Where's the Beef? (Providing Beef for China)

© Eugene S. Takle
gstakle@iastate.edu


Much has been written recently on the food demands of China. With 1.2 billion people, any change in Chinese diet can become a monumental supply problem. Other east Asian countries (Japan, South Korea, Malaysia) that have developed rapidly in the last few decades have acquired different dietary patterns in the process of transforming to a more industrialized society. One notable change is the rise in consumption of meat, principally beef. It has been speculated that the Chinese demand for beef will be difficult to supply if China follows the same dietary shift during its impending economic transformation. To put this issue in perspective, I offer a few simple calculations.

A calf destined for beef production is weaned at a weight of about 500 lbs and is fed a diet of corn, protein supplement and roughage until it reaches slaughter weight of about 1150 lb. Corn typically comprises 85% of this diet. During this fattening period the animal will consume an average of 21 lbs of feed (dry matter) per day and experience a daily gain in weight of about 3.0 lbs in an efficient US feedlot. These numbers indicate that it takes 6.0 lbs of corn (dry matter) to create a lb of beef on the hoof (21 x 0.85 / 3.0). When the 1150-lb animal is slaughtered, it yields a carcass weighing about 715 lbs, of which 75% or 540 lbs can be used for ground beef.

A bushel of corn weighs 56 lbs (approximately 48 lbs of dry matter). The 540 lbs of ground beef produced by the animal is achieved by feeding it 3,900 lbs (650 x 6.0) or 81 bushels (3,900/48) of corn. Stated another way, 1 bushel of corn produces 6.7 lbs of ground beef (540 / 81).

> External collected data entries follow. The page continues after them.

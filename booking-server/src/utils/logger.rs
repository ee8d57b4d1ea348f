//! Logging Infrastructure
//!
//! Structured logging setup with support for both development and production
//! environments.

use std::path::Path;
use tracing_subscriber::EnvFilter;

/// Initialize the logger with env-filter defaults
pub fn init_logger() {
    init_logger_with_file(None, None);
}

/// Initialize the logger with optional file output
///
/// `RUST_LOG` overrides `log_level` when set.
pub fn init_logger_with_file(log_level: Option<&str>, log_dir: Option<&str>) {
    let filter = EnvFilter::try_from_default_env()
        .unwrap_or_else(|_| EnvFilter::new(log_level.unwrap_or("info")));

    let subscriber = tracing_subscriber::fmt()
        .with_env_filter(filter)
        .with_file(false)
        .with_line_number(false)
        .with_thread_ids(false)
        .with_target(false);

    // Add daily rolling file output if log_dir is provided and exists
    if let Some(dir) = log_dir {
        let log_path = Path::new(dir);
        if log_path.exists()
            && let Some(dir_str) = log_path.to_str()
        {
            let file_appender = tracing_appender::rolling::daily(dir_str, "booking-server");
            subscriber.with_writer(file_appender).init();
            return;
        }
    }

    subscriber.init();
}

In 1996, Iowa produced 1.718 billion bushels of corn, 18.5% of the US total, with a very good yield of 138.0 bushels per acre. At 6.7 lbs of beef per bushel of corn, the Iowa crop translates into 11.5 billion lbs of ground beef, or 46 billion MacDonalds Quarter Pounders. This translates into 38 Quarter Pounders per year (46/1.2) for every Chinese, or about one every 10 days. For comparison, net US exports (total exports - imports) of red meat and poultry in 1996 were 5.2 billion lbs.

These calculations are quite conservative, since they do not consider the nutritional requirements of the breeding stock nor raising the feeder calf to the weaning weight of 500 lb. One cow, on average, produces 0.9 slaughter animals per year. The feed requirements of the cow are comparable to those of the slaughtered animal, except the cow is usually fed much more roughage and much less corn. For the sake of calculation, if the cow's nutritional requirements were met with corn, the production of ground beef per bushel of corn would be only 3.3 lbs and the Iowa crop would translate into 5.7 billion lbs of ground beef, or one Quarter Pounder every 19 days for each Chinese. If the average Chinese had demanded his/her Quarter Pounder every week in 1996 and beef breeding stock had been fed corn, the Chinese demand would have taken over half of the US corn crop in 1996. By contrast, total US corn exports in 1996 were only 30% of domestic production.

A benchmark of providing one Quarter Pounder per Chinese citizen per week (12.6 lbs per year) requires 16 billion lbs of beef per year (3 times the total US net exports of beef, mutton, pork, and poultry in 1996). At 540 lbs of ground beef produced per year per animal, we need approximately 28 million animals raised for slaughter and another 28 million cows, or over half a million per county if we raise them all in Iowa.

Cattle eat about 20 times as much as humans and produce about 20 times the amount of body waste. If we treated animal sewage like human sewage, we would need a sewage treatment system with a capacity four and a half times the aggregate of sewage treatment plants in the entire US.

These numbers are presented to give a perspective on the magnitude of the Chinese market and the impact of even slight changes in Chinese dietary patterns.

References

Iowa State University Extension Service, 1997: Facts on Iowa Agriculture.

Trenkle, Allen: Biological efficiency and relative competitiveness of beef, pork, and poultry production. Animal Science Department, Iowa State University. 13 pp.